Environmental reporters who turn to the newly released "State of the News Media 2004" report with a narrow focus on environmental journalism may be doing themselves a disservice.

The new report from the Project for Excellence in Journalism, the first in what is to be an annual series, provides little direct grist on environmental coverage or, for that matter, on coverage of any other specific beat. Do a word search on the report on the word "environment," at http://stateofthemedia.org, and you won't exactly come up empty-handed. You'll simply miss the forest in pursuit of the occasional tree.
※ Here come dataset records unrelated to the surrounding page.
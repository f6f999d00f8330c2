//! # ECDSA Signatures (secp256k1)
//!
//! The "standard" signature family of the trust store.
//!
//! ## Security Properties
//!
//! - RFC 6979 deterministic nonces (no RNG dependency for signing)
//! - Low-S normalization
//! - Signatures travel as fixed 64-byte r||s

use crate::CryptoError;
use k256::ecdsa::{
    signature::{Signer, Verifier},
    Signature, SigningKey, VerifyingKey,
};
use zeroize::Zeroize;

/// Length of an encoded signature.
pub const SIGNATURE_LEN: usize = 64;

/// secp256k1 public key, stored SEC1-compressed.
#[derive(Clone, Debug, PartialEq, Eq)]
pub struct Secp256k1PublicKey {
    key: VerifyingKey,
}

impl Secp256k1PublicKey {
    /// Parse SEC1 bytes (compressed or uncompressed).
    pub fn from_sec1_bytes(bytes: &[u8]) -> Result<Self, CryptoError> {
        let key = VerifyingKey::from_sec1_bytes(bytes).map_err(|_| CryptoError::InvalidPublicKey)?;
        Ok(Self { key })
    }

    /// Compressed SEC1 encoding (33 bytes).
    pub fn to_sec1_bytes(&self) -> Vec<u8> {
        self.key.to_sec1_bytes().to_vec()
    }

    /// Verify `signature` over `message`.
    ///
    /// Malformed encodings are errors; a well-formed signature that does not
    /// match yields `Ok(false)`.
    pub fn verify(&self, message: &[u8], signature: &[u8]) -> Result<bool, CryptoError> {
        if signature.len() != SIGNATURE_LEN {
            return Err(CryptoError::InvalidSignatureFormat {
                expected: SIGNATURE_LEN,
                actual: signature.len(),
            });
        }
        let sig = Signature::from_slice(signature)
            .map_err(|e| CryptoError::MalformedSignature(e.to_string()))?;
        Ok(self.key.verify(message, &sig).is_ok())
    }
}

/// secp256k1 ECDSA keypair.
pub struct Secp256k1KeyPair {
    signing_key: SigningKey,
}

impl Secp256k1KeyPair {
    /// Generate random keypair.
    pub fn generate() -> Self {
        let signing_key = SigningKey::random(&mut rand::thread_rng());
        Self { signing_key }
    }

    /// Create from secret scalar bytes (32 bytes).
    pub fn from_slice(bytes: &[u8]) -> Result<Self, CryptoError> {
        let signing_key =
            SigningKey::from_slice(bytes).map_err(|_| CryptoError::InvalidPrivateKey)?;
        Ok(Self { signing_key })
    }

    /// Public half.
    pub fn public_key(&self) -> Secp256k1PublicKey {
        Secp256k1PublicKey {
            key: *self.signing_key.verifying_key(),
        }
    }

    /// Sign a message (deterministic RFC 6979, SHA-256 prehash).
    pub fn sign(&self, message: &[u8]) -> Vec<u8> {
        let sig: Signature = self.signing_key.sign(message);
        let sig = sig.normalize_s().unwrap_or(sig);
        sig.to_bytes().to_vec()
    }

    /// Secret scalar bytes (for provisioning).
    pub fn to_bytes(&self) -> [u8; 32] {
        self.signing_key.to_bytes().into()
    }
}

impl Drop for Secp256k1KeyPair {
    fn drop(&mut self) {
        let mut bytes: [u8; 32] = self.signing_key.to_bytes().into();
        bytes.zeroize();
    }
}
Forget the word search. Take the time to read the entire document –- or, at the very least, the extensive chapter dealing with your particular medium, newspapers, TV, cable, radio, web, whatever. Read it online for all the search and query benefits that approach clearly provides, and as the Center itself encourages. But also print it out, and read it "the old-fashioned way" too.

The Herculean report, funded substantially by the Pew Charitable Trusts, provides some at-times sobering reading for those who have chosen to make journalism their life's work. For many who have watched trends and patterns closely over past years, the information may be not so much eye-opening as it is, for better or worse, confirming for what they know and sense based on their own experiences.

"Many long-held ideas about journalism are unraveling," the piece opens, with journalism "in the midst of an epochal transformation, as momentous probably as the invention of the telegraph or television. Journalism, however, is not becoming irrelevant. It is becoming more complex."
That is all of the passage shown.